I think yes – and no. In terms of the destruction and dereliction I ran my life into, and in terms of much (but not all) of the wasted time, yes, some of that could have been avoided and my life would have benefited. Indeed, not just my life… However, I cannot discount my own nature, those core things about me that make me who I am. Some things I can deal with, modify, work around – and I have, in many respects, but others are just there, characteristically me. The questions about that “drive,” the energy to pursue a longer-term goal, to be see things past “good enough” to absolute perfection – in most cases, I can’t see it. That wasn’t me before the drugs, it certainly wasn’t me during and it has not been me since. Even when it comes to this – writing clean, clear prose – something I know, now, that I am good at, that I embrace and nurture, I will not pour over endlessly striving for some standard of perfection. True, my line for “good enough,” for this, is much closer to perfect, but I am not nor will I ever be – or was I ever in the past – that guy. About that PhD… I have no fucking idea, I really don’t. And regarding how others feel about my failure to achieve their dream. I’d suggest they read that last sentence out loud.

 

So “what if” I could go back and do it all over again, knowing some of what was in my path ahead. Well, first, regarding the danger signs of addiction, take them seriously, get help early and have 35 or 40 years clean and sober by  the time I turn 58. Next… nothing. I don’t think that anything I could do, knowing or not knowing what my future held, would provide me with the necessary motivation beyond what I found in my later life. In other words, my success would likely be similar, perhaps aided by the increased energy and memory of youth, but perhaps hindered by the distractions of youth, sans drugs. While musing about what might have been is somewhat entertaining, it is, when put in proper perspective, also gratifying in that I might not have wasted as much time as I think. And, unless someone invents a working time machine, it only matters in the here and now anyway.

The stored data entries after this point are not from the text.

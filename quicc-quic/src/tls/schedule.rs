//! The TLS 1.3 key schedule (RFC 8446 Section 7.1), SHA-256 only.
//!
//! Staged as three types so secrets can only be derived in protocol order:
//! early -> handshake -> master. Each stage consumes the previous one.

use hmac::{Hmac, Mac};
use sha2::{Digest, Sha256};

use crate::crypto::rust_crypto::hkdf_expand_label;
use crate::error::{Error, Result};

type HmacSha256 = Hmac<Sha256>;

pub const HASH_LEN: usize = 32;

pub fn sha256(data: &[u8]) -> [u8; HASH_LEN] {
    Sha256::digest(data).into()
}

fn hkdf_extract(salt: Option<&[u8]>, ikm: &[u8]) -> [u8; HASH_LEN] {
    let (prk, _) = hkdf::Hkdf::<Sha256>::extract(salt, ikm);
    prk.into()
}

/// Derive-Secret(secret, label, messages) with a precomputed transcript hash.
pub fn derive_secret(secret: &[u8], label: &str, transcript_hash: &[u8]) -> Result<Vec<u8>> {
    hkdf_expand_label(secret, label, transcript_hash, HASH_LEN)
}

/// HMAC over the transcript hash with the secret's finished key
/// (RFC 8446 Section 4.4.4). Used for both Finished messages and PSK
/// binders.
pub fn finished_verify_data(traffic_secret: &[u8], transcript_hash: &[u8]) -> Result<Vec<u8>> {
    let finished_key = hkdf_expand_label(traffic_secret, "finished", &[], HASH_LEN)?;
    let mut mac = HmacSha256::new_from_slice(&finished_key)
        .map_err(|_| Error::InternalError("finished key length"))?;
    mac.update(transcript_hash);
    Ok(mac.finalize().into_bytes().to_vec())
}

/// Per-ticket resumption PSK (RFC 8446 Section 4.6.1).
pub fn resumption_psk(resumption_master: &[u8], ticket_nonce: &[u8]) -> Result<Vec<u8>> {
    hkdf_expand_label(resumption_master, "resumption", ticket_nonce, HASH_LEN)
}

/// First stage: Early Secret, from the offered PSK or zeros.
pub struct EarlySecrets {
    early_secret: [u8; HASH_LEN],
}

impl EarlySecrets {
    pub fn new(psk: Option<&[u8]>) -> Self {
        let zeros = [0u8; HASH_LEN];
        Self {
            early_secret: hkdf_extract(None, psk.unwrap_or(&zeros)),
        }
    }

    /// Key protecting the PSK binder in the ClientHello.
    pub fn binder_key(&self) -> Result<Vec<u8>> {
        derive_secret(&self.early_secret, "res binder", &sha256(&[]))
    }

    /// 0-RTT traffic secret over the ClientHello transcript.
    pub fn client_early_traffic_secret(&self, client_hello_hash: &[u8]) -> Result<Vec<u8>> {
        derive_secret(&self.early_secret, "c e traffic", client_hello_hash)
    }

    /// Mix in the ECDHE shared secret once the ServerHello arrived.
    pub fn into_handshake(self, ecdhe_shared: &[u8]) -> Result<HandshakeSecrets> {
        let derived = derive_secret(&self.early_secret, "derived", &sha256(&[]))?;
        Ok(HandshakeSecrets {
            handshake_secret: hkdf_extract(Some(&derived), ecdhe_shared),
        })
    }
}

/// Second stage: handshake traffic secrets over the hello transcript.
pub struct HandshakeSecrets {
    handshake_secret: [u8; HASH_LEN],
}

impl HandshakeSecrets {
    pub fn client_traffic_secret(&self, hello_hash: &[u8]) -> Result<Vec<u8>> {
        derive_secret(&self.handshake_secret, "c hs traffic", hello_hash)
    }

    pub fn server_traffic_secret(&self, hello_hash: &[u8]) -> Result<Vec<u8>> {
        derive_secret(&self.handshake_secret, "s hs traffic", hello_hash)
    }

    pub fn into_master(self) -> Result<MasterSecrets> {
        let derived = derive_secret(&self.handshake_secret, "derived", &sha256(&[]))?;
        let zeros = [0u8; HASH_LEN];
        Ok(MasterSecrets {
            master_secret: hkdf_extract(Some(&derived), &zeros),
        })
    }
}

/// Final stage: application and resumption secrets.
pub struct MasterSecrets {
    master_secret: [u8; HASH_LEN],
}

impl MasterSecrets {
    /// Over the transcript through the server Finished.
    pub fn client_app_traffic_secret(&self, server_finished_hash: &[u8]) -> Result<Vec<u8>> {
        derive_secret(&self.master_secret, "c ap traffic", server_finished_hash)
    }

    pub fn server_app_traffic_secret(&self, server_finished_hash: &[u8]) -> Result<Vec<u8>> {
        derive_secret(&self.master_secret, "s ap traffic", server_finished_hash)
    }

    /// Over the transcript through the client Finished.
    pub fn resumption_master_secret(&self, client_finished_hash: &[u8]) -> Result<Vec<u8>> {
        derive_secret(&self.master_secret, "res master", client_finished_hash)
    }
}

Wednesday, November 11, 2020

Over-Celebration: National Holiday Day — rev. 2020

 

I wrote the following essay for a column writing class more than a decade ago. While it remains one of my favorite pieces, there are parts of it that reveal just where I was at the time — as a writer, as an observant member of society, as a member of the human race. These overtones would not be apparent to anyone else, save perhaps those who know me personally and have read me closely over the past many years, but there is one theme that was emerging and is apparent to me. The idea that we, as a society are so very grandiose about so much. We “celebrate” everything, all the time. And often, many times. How many times have we heard (or have you said), “this is my birthday month.” Seriously? Like one day isn’t enough? Although that’s an easy target, it speaks to this penchant we have in America, and in the west generally, to par-tay. And why, not — we’ve earned it, right? Well, yes — and no.

 

We absolutely should celebrate our achievements, our milestones, our victories and the like. There is nothing wrong with that — in proper moderation in relation to the event. A 50th birthday party? Kind of a big deal. A 44th birthday shindig? Not so much. And I am not here to dictate what the “right” amount of celebration is — I have no fucking idea — however, it is clear that we do push the boundaries regularly. Proof? Easy.

 

Today is a Wednesday. It is also Veterans Day. A lot of people have the day off, with pay. It is a federal holiday and all government offices are closed. It is a day to recognize the men and women who have served our nation in the U.S. armed forces. Memorial Day is for vets who have passed, Veterans Day is for those who have served. They are both solemn days, days of reverence, days of respect, days to reflect and be grateful to those who made our cozy lives here possible. Veterans Day was originally on November 11th, but is was part of the 1971 Uniform Monday Holiday Act that moved its “observance” to a Monday, thus creating a three-day weekend. Guess what happened. The vets saw it and pretty quickly had had quite enough “celebrating.” In 1978 Veterans Day returned to being observed on November 11th, no matter what day of the week that fell on. Go ahead, have a Veterans Day barbecue at the lake, break out the ski boat, crank up the music and have too many beers. On a Wednesday.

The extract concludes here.